*WHAT THE TASK REQUIRES*: Each line that includes "description" must be copied from the records.

☆ ☆ ☆ ☆ ☆

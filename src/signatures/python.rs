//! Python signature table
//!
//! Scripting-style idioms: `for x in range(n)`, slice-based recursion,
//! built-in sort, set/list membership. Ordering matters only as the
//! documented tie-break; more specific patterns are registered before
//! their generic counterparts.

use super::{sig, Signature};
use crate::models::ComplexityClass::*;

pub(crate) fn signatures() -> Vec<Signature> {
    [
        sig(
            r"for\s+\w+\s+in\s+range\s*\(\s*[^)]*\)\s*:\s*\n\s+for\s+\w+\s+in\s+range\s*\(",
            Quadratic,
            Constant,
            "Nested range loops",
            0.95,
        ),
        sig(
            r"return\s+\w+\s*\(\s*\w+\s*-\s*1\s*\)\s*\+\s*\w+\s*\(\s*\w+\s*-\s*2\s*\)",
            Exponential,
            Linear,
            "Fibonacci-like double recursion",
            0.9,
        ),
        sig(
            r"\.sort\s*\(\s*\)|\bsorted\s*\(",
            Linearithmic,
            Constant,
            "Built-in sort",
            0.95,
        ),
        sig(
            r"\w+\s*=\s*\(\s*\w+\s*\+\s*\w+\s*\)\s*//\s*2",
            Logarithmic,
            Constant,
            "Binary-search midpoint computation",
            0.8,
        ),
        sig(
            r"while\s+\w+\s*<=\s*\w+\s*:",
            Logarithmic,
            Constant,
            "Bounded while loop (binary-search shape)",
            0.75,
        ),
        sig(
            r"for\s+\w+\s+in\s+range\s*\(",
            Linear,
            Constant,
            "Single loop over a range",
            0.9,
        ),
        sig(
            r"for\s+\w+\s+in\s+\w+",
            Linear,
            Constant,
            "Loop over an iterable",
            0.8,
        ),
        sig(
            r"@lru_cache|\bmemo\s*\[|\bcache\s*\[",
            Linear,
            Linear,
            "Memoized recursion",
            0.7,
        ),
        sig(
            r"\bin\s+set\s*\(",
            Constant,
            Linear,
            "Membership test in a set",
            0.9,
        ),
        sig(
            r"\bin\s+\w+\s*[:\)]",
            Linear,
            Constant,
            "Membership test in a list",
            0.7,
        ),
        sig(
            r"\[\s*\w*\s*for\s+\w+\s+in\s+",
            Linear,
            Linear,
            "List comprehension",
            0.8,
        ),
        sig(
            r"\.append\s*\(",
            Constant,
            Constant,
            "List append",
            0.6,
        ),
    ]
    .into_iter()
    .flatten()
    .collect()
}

☆ ☆ ☆ ☆ ☆

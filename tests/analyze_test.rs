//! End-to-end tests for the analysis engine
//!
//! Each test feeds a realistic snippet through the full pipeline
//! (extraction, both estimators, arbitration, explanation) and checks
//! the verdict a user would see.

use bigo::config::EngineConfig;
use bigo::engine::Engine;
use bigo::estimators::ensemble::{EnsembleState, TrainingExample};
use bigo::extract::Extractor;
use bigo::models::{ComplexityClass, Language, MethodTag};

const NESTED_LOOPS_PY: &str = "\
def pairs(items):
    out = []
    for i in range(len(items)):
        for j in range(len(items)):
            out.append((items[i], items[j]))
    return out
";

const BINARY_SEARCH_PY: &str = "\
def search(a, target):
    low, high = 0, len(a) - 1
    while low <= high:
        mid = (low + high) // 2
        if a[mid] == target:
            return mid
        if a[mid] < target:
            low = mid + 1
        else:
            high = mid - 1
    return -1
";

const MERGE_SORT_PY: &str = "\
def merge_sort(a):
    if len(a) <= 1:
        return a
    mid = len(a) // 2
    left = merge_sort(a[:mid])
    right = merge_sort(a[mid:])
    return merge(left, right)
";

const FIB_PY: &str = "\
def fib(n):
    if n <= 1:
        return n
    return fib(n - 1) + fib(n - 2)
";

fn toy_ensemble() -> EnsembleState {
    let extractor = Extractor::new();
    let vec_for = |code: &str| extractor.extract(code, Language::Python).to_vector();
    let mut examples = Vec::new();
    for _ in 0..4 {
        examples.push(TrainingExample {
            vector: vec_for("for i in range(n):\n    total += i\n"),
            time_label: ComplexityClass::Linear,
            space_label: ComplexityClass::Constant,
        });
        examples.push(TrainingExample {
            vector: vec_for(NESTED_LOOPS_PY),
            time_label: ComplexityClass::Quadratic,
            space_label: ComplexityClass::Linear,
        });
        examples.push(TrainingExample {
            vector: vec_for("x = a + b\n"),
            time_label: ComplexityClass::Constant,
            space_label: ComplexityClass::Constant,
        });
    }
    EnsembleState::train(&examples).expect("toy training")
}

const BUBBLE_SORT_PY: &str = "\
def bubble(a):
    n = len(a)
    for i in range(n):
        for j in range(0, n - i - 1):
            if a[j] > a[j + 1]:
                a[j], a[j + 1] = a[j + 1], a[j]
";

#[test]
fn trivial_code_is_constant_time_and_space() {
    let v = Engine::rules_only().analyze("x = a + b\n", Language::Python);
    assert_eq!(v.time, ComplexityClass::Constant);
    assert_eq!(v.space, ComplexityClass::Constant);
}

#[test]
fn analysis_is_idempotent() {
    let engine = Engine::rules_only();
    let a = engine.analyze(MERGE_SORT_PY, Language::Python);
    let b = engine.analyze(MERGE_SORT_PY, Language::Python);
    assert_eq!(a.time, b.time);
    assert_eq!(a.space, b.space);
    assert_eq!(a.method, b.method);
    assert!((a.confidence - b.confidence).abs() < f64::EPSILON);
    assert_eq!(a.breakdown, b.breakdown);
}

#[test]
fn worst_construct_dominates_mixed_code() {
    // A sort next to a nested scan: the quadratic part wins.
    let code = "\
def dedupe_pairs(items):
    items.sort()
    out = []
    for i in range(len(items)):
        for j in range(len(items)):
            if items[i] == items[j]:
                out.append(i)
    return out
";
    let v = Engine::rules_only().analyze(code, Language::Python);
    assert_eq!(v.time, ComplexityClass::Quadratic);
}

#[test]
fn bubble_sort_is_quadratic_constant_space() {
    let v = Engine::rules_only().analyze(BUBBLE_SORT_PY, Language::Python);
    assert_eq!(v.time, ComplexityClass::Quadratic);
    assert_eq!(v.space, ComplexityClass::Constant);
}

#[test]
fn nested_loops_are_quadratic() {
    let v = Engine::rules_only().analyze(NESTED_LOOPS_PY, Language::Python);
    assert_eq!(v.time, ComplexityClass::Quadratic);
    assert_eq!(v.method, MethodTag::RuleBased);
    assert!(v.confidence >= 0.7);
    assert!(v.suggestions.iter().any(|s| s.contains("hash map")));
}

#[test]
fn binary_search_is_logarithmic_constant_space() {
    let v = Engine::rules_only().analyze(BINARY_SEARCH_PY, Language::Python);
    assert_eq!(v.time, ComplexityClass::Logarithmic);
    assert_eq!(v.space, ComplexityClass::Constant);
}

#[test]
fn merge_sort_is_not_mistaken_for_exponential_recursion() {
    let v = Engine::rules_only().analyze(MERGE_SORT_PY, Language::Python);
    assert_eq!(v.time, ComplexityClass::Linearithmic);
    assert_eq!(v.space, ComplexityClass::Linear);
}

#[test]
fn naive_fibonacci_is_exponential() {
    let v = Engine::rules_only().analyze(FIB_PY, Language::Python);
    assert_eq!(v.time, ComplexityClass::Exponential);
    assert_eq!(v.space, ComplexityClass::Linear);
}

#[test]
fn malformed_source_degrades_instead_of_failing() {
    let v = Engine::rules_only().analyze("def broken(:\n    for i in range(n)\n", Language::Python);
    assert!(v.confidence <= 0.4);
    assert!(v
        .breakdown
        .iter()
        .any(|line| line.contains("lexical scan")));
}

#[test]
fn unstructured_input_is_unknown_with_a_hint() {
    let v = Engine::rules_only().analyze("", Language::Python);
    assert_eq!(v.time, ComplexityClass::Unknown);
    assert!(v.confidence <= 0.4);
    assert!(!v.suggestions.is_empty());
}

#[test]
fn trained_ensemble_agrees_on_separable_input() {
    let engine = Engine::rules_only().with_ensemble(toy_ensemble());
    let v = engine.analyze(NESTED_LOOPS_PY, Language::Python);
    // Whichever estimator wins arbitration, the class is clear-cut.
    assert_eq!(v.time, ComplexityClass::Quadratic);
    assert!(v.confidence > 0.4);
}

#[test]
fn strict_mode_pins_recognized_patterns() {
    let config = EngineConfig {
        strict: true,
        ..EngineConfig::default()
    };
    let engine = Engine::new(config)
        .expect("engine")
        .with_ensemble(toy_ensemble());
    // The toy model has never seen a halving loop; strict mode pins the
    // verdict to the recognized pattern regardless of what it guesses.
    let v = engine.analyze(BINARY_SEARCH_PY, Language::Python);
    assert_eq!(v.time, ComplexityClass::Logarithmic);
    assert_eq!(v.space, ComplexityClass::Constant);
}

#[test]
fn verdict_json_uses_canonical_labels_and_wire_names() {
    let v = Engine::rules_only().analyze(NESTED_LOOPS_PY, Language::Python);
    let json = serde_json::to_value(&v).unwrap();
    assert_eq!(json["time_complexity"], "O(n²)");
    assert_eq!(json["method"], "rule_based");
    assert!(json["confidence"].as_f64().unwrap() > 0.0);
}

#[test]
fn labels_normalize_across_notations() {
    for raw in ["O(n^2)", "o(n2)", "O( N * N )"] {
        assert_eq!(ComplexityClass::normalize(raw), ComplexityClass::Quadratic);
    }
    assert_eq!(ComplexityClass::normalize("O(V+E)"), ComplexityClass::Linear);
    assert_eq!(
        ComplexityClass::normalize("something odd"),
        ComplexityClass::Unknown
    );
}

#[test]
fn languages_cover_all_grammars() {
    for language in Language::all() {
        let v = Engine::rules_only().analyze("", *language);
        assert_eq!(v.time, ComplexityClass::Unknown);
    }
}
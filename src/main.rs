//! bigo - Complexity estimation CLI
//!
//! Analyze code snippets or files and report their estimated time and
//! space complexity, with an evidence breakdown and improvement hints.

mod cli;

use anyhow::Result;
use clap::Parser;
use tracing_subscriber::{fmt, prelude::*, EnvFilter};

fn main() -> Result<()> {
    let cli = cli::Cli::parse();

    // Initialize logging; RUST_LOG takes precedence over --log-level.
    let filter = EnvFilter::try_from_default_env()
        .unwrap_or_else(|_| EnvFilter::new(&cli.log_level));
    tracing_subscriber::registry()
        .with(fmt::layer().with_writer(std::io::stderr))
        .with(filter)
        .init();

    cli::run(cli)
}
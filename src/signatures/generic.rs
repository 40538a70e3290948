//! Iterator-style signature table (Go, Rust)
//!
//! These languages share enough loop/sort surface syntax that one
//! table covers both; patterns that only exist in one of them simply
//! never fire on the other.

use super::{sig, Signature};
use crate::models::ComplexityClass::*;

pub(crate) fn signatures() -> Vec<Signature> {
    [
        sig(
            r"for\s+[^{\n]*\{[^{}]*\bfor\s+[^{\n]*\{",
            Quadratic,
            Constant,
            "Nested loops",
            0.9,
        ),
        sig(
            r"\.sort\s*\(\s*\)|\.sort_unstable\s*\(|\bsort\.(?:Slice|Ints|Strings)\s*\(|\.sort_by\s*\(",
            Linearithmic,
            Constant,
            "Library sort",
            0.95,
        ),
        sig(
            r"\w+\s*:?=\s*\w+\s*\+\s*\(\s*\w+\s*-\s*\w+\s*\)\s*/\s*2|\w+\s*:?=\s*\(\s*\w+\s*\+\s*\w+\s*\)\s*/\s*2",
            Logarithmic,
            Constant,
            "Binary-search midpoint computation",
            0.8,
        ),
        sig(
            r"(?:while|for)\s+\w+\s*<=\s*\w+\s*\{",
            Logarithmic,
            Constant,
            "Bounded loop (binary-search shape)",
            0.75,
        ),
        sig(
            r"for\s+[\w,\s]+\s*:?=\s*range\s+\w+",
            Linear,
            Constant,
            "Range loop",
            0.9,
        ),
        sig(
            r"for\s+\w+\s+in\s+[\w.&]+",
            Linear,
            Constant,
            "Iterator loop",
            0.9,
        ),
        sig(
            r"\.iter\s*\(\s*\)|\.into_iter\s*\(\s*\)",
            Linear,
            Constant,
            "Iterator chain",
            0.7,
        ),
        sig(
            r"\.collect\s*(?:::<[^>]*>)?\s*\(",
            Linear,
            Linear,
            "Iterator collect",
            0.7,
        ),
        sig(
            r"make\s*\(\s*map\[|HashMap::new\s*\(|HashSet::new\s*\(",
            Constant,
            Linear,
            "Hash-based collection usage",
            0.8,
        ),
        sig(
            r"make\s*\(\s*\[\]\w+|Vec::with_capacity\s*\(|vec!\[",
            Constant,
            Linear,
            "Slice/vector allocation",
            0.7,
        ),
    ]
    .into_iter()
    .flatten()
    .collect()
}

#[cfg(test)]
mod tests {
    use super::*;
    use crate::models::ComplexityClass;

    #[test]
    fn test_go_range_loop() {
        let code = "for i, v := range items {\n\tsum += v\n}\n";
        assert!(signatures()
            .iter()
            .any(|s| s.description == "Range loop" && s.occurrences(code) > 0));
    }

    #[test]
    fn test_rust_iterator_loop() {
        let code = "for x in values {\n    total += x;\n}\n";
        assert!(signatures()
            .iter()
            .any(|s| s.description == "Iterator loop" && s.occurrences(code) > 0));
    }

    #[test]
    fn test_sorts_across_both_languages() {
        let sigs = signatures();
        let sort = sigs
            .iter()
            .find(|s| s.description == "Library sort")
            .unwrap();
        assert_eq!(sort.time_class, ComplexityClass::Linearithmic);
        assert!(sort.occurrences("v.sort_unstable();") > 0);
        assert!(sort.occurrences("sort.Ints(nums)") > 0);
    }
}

☆ ☆ ☆ ☆ ☆

*THE COMPLETED TASK*:
            .any(|s| s.description == "Range loop" && s.occurrences(code) > 0));
            .any(|s| s.description == "Iterator loop" && s.occurrences(code) > 0));
            .find(|s| s.description == "Library sort")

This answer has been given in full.